The city-based transit hub as big box is dead. If not before Covid-19, then certainly now, in the nebulous pre-vaccine world of business-as-unusual. And, strange to say, having for years railed against the efficient-effective agenda of the Smart city, it’s the data engineer – and not the architect – that we will have to thank for it. The task of how best to move the most passengers through a given space in the shortest amount of time is going to be replaced by the question of how to stagger people through that space in the safest possible way and, with it, ways of reimagining flow, dwell-time, and what, ultimately, we want our pandemic-proof transit hubs to be.
Masterplans tend to begin not with people, but rather with the function-specific underlay or structure. When it comes to large public buildings, add to this the ambition that it be an object of civic pride. Hence – when designing transit hubs – the focus on the big, eye-catching, single-span roof. The thing is, unless the designer, developer or client, we people tend to spend our time experiencing – looking at, spending time in, passing through – everything but the roof. Unfortunately, thanks to the time, effort, and money spent on said big roof, what’s left is what we experience: a big box marked by a big single-speed boulevard occupied by big retail. Rather than feel a sense of ownership over the design, we are at best awed. Thought of in terms of volume, we are the flow of numbers in a single-function enterprise. It’s probably efficient, hopefully effective, and usually alienating. It’s not a piece of our city.
“We’re after a hybrid of port and campus, a place to be – as well as to travel to and from.”
There is another way, whereby the focus is on people not commuters; the transit hub as a campus-like destination in its own right. The thought that we do not necessarily go to a place designed for travel in order to travel will surprise. However, as data for King’s Cross shows, many of us go for exactly the same reasons we might visit a Melbourne laneway: to rest, play, or work ourselves across a day staggered to accommodate a range of needs and wants. We are not all commuters, and even if we were, there is no such thing as only a commuter. We are also mothers and we are fathers. We are somebody’s child. We are friends. We are neighbours, citizens, partygoers, lovers. We are dawdlers and we are passers-by. We’re after a hybrid of port and campus, a place to be – as well as to travel to and from.

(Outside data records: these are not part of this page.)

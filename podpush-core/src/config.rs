//! User configuration.
//!
//! # Resolution order
//!
//! 1. Defaults: repos under `<home>/.cocoapods/repos`, `git` from `$PATH`.
//! 2. `<home>/.podpush/config.yaml`, if present.
//! 3. `PODPUSH_REPOS_DIR` / `PODPUSH_GIT` environment variables.
//!
//! Like the rest of the crate, [`Config::load_at`] takes an explicit home so
//! tests can point it at a `TempDir`; [`Config::load`] derives it from
//! `dirs::home_dir()`.

use std::path::{Path, PathBuf};

use serde::Deserialize;

use crate::error::ConfigError;

pub const REPOS_DIR_ENV: &str = "PODPUSH_REPOS_DIR";
pub const GIT_ENV: &str = "PODPUSH_GIT";

/// Resolved configuration.
#[derive(Debug, Clone, PartialEq, Eq)]
pub struct Config {
    /// Directory holding one local checkout per spec repo.
    pub repos_dir: PathBuf,
    /// Program used for version-control commands.
    pub git_program: String,
}

/// On-disk shape of `config.yaml`; every key is optional.
#[derive(Debug, Default, Deserialize)]
#[serde(deny_unknown_fields)]
struct ConfigFile {
    repos_dir: Option<PathBuf>,
    git_program: Option<String>,
}

impl Config {
    /// `<home>/.podpush/config.yaml`: pure, no I/O.
    pub fn path_at(home: &Path) -> PathBuf {
        home.join(".podpush").join("config.yaml")
    }

    /// Built-in defaults for `home`.
    pub fn defaults_at(home: &Path) -> Self {
        Self {
            repos_dir: home.join(".cocoapods").join("repos"),
            git_program: "git".to_string(),
        }
    }

    /// Resolve configuration for an explicit home, reading the process environment.
    pub fn load_at(home: &Path) -> Result<Self, ConfigError> {
        Self::load_with_env(home, |key| std::env::var(key).ok())
    }

    /// `load_at` convenience wrapper.
    pub fn load() -> Result<Self, ConfigError> {
        let home = dirs::home_dir().ok_or(ConfigError::HomeNotFound)?;
        Self::load_at(&home)
    }

    /// Resolve configuration with an injectable environment lookup.
    pub fn load_with_env(
        home: &Path,
        env: impl Fn(&str) -> Option<String>,
    ) -> Result<Self, ConfigError> {
        let mut config = Self::defaults_at(home);

        let path = Self::path_at(home);
        if path.exists() {
            let contents = std::fs::read_to_string(&path).map_err(|source| ConfigError::Io {
                path: path.clone(),
                source,
            })?;
            // An empty file deserializes to `()`; treat it as "no overrides".
            let file: ConfigFile = if contents.trim().is_empty() {
                ConfigFile::default()
            } else {
                serde_yaml::from_str(&contents)
                    .map_err(|source| ConfigError::Parse { path, source })?
            };
            if let Some(dir) = file.repos_dir {
                config.repos_dir = expand_home(home, dir);
            }
            if let Some(git) = file.git_program {
                config.git_program = git;
            }
        }

        if let Some(dir) = env(REPOS_DIR_ENV).filter(|v| !v.is_empty()) {
            config.repos_dir = expand_home(home, PathBuf::from(dir));
        }
        if let Some(git) = env(GIT_ENV).filter(|v| !v.is_empty()) {
            config.git_program = git;
        }

        Ok(config)
    }
}

/// Expand a leading `~` against `home`.
fn expand_home(home: &Path, path: PathBuf) -> PathBuf {
    match path.strip_prefix("~") {
        Ok(rest) => home.join(rest),
        Err(_) => path,
    }
}

// ---------------------------------------------------------------------------
// Unit tests
// ---------------------------------------------------------------------------
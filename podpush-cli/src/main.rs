//! podpush: publish podspecs into a spec repo.
//!
//! # Usage
//!
//! ```text
//! podpush push <REPO> [--silent]
//! podpush lint [--silent] [--json]
//! podpush repo list
//! ```

mod commands;
mod console;

use std::process::ExitCode;

use anyhow::Result;
use clap::{Parser, Subcommand};
use colored::Colorize;

use commands::{lint::LintArgs, push::PushArgs, repo::RepoCommand};

// ---------------------------------------------------------------------------
// CLI entry point
// ---------------------------------------------------------------------------

#[derive(Parser, Debug)]
#[command(
    name = "podpush",
    version,
    about = "Validate podspecs and publish them to a spec repo",
    long_about = None,
)]
struct Cli {
    #[command(subcommand)]
    command: Commands,
}

#[derive(Subcommand, Debug)]
enum Commands {
    /// Validate the `*.podspec` files in the current directory, update the
    /// local copy of REPO, add the specs to it, and push it to its remote.
    Push(PushArgs),

    /// Validate the `*.podspec` files in the current directory.
    Lint(LintArgs),

    /// Inspect local spec repos.
    Repo {
        #[command(subcommand)]
        command: RepoCommand,
    },
}

// ---------------------------------------------------------------------------
// Main
// ---------------------------------------------------------------------------

fn main() -> ExitCode {
    init_logging();
    let cli = Cli::parse();
    match run(cli) {
        Ok(()) => ExitCode::SUCCESS,
        Err(err) => {
            eprintln!("{} {}", "[!]".red().bold(), error_line(&err));
            ExitCode::FAILURE
        }
    }
}

fn run(cli: Cli) -> Result<()> {
    match cli.command {
        Commands::Push(args) => args.run(),
        Commands::Lint(args) => args.run(),
        Commands::Repo { command } => commands::repo::run(command),
    }
}

/// The error and its causes on one line. Library errors already spell out
/// their source in their own message, so a cause is skipped when its text is
/// already present.
fn error_line(err: &anyhow::Error) -> String {
    let mut line = String::new();
    for cause in err.chain() {
        let text = cause.to_string();
        if line.contains(&text) {
            continue;
        }
        if !line.is_empty() {
            line.push_str(": ");
        }
        line.push_str(&text);
    }
    line
}

fn init_logging() {
    let env = env_logger::Env::default().default_filter_or("warn");
    let _ = env_logger::Builder::from_env(env)
        .format_target(false)
        .try_init();
}

// ---------------------------------------------------------------------------
// Tests
// ---------------------------------------------------------------------------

Critically, it’s a local hybrid, whatever its size, reach, and international standing. The biggest stakeholder in any development, not least a transit hub, is the local community. Being such, it makes enormous sense – socially, environmentally, economically – to create and manage in partnership with the local. Rather than play it safe, this’ll mean landlords risking not putting all eggs in the big retail basket, and to invest instead in a much more creative multi-basket retail strategy, one that makes use of dynamic tenancy agreement models to attract, host and grow local, independent, high value offers, that commits to principles of good (local) growth, and that understands the importance of working with likeminded anchors. For estate owners, the return on such an investment is considerable, not least in creating transit hubs that possess their very own personality, that are an integral part of the wider city, and that play, therefore, the kind of role in the community that fans of the big roof can only dream of. With Covid-19 battered big business in retreat from their self-styled ‘non-core bases’, there couldn’t be a better time to make it.